Security-sensitive areas include encryption, authenticated data handling, master-key loading, file permissions, non-interactive secret output, command execution through kagi run, and path handling for nested projects.

Server compromise impact

If a Kagi server is fully compromised, an attacker can:

  • Delete or rollback encrypted project state (availability and integrity impact)
  • Capture future project tokens or admin tokens from incoming requests
  • Learn project metadata (project IDs, service names, member names, public recipients)

The attacker cannot:

  • Decrypt env values without also stealing a member's private age identity or project key
  • Decrypt past request/response bodies without the server's age private key

The server stores only encrypted state, token hashes, and public metadata. It does not store the plaintext project key, member private identities, or token plaintext. This is by design: the server is a sync broker, not a trusted secret holder.

Sensitive data

Treat the following as sensitive and limit access:

  • Server key file (server.key.json) — contains the age identity and token pepper
  • SQLite database and WAL files
  • Server logs (may contain request IDs, member metadata, IP addresses)
  • Admin token plaintext
  • Project token plaintext
  • Member private age identities
  • Project keys

Recommended reporting and rotation

If you suspect a server compromise:

  1. Stop the server immediately.
  2. Rotate the server key file (generate a new one).
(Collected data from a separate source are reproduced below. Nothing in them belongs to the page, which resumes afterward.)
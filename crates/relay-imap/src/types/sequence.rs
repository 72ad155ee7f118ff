//! UID sets.

use super::Uid;

/// A set of UIDs in IMAP `sequence-set` syntax, e.g. `1,4:7,9`.
///
/// Ranges keep the order they were written in, which COPYUID relies on to
/// pair source and destination UIDs. `*` is not supported; every bound is a
/// concrete UID.
#[derive(Debug, Clone, PartialEq, Eq)]
pub struct UidSet {
    ranges: Vec<(Uid, Uid)>,
}

impl UidSet {
    /// A set holding one UID.
    #[must_use]
    pub fn single(uid: Uid) -> Self {
        Self {
            ranges: vec![(uid, uid)],
        }
    }

    /// Builds a set from UIDs, folding consecutive runs into ranges.
    ///
    /// Returns `None` for an empty input.
    #[must_use]
    pub fn from_uids(uids: &[Uid]) -> Option<Self> {
        let (first, rest) = uids.split_first()?;
        let mut ranges = vec![(*first, *first)];
        for &uid in rest {
            if let Some(last) = ranges.last_mut()
                && last.1.get().checked_add(1) == Some(uid.get())
            {
                last.1 = uid;
                continue;
            }
            ranges.push((uid, uid));
        }
        Some(Self { ranges })
    }

    /// Parses `sequence-set` syntax without `*`.
    #[must_use]
    pub fn parse(s: &str) -> Option<Self> {
        let mut ranges = Vec::new();
        for part in s.split(',') {
            let (start, end) = match part.split_once(':') {
                Some((a, b)) => (a, b),
                None => (part, part),
            };
            let start = Uid::new(start.trim().parse().ok()?)?;
            let end = Uid::new(end.trim().parse().ok()?)?;
            ranges.push((start, end));
        }
        if ranges.is_empty() {
            None
        } else {
            Some(Self { ranges })
        }
    }

    /// Iterates over every UID in the set, in written order.
    ///
    /// A range written high-to-low (`5:3`) is walked in ascending order, as
    /// RFC 9051 treats both spellings as the same set.
    pub fn iter(&self) -> impl Iterator<Item = Uid> + '_ {
        self.ranges.iter().flat_map(|&(a, b)| {
            let (lo, hi) = if a <= b { (a, b) } else { (b, a) };
            (lo.get()..=hi.get()).filter_map(Uid::new)
        })
    }

    /// Returns the number of UIDs in the set.
    #[must_use]
    pub fn len(&self) -> usize {
        self.ranges
            .iter()
            .map(|&(a, b)| a.get().abs_diff(b.get()) as usize + 1)
            .sum()
    }

    /// Always false; a set holds at least one UID.
    #[must_use]
    pub const fn is_empty(&self) -> bool {
        self.ranges.is_empty()
    }
}

impl std::fmt::Display for UidSet {
    fn fmt(&self, f: &mut std::fmt::Formatter<'_>) -> std::fmt::Result {
        for (i, (start, end)) in self.ranges.iter().enumerate() {
            if i > 0 {
                f.write_str(",")?;
            }
            if start == end {
                write!(f, "{start}")?;
            } else {
                write!(f, "{start}:{end}")?;
            }
        }
        Ok(())
    }
}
This invalidates all existing tokens pinned to the old fingerprint.
  3. Re-create admin tokens and project tokens.
  4. Distribute new project tokens to all members.
  5. Review audit logs for unauthorized operations.

If you suspect a leaked token:

  1. Revoke the token server-side (kagi project del or token revocation).
  2. Rotate the project key if the token may have been used maliciously.
  3. Issue a new token for the affected member.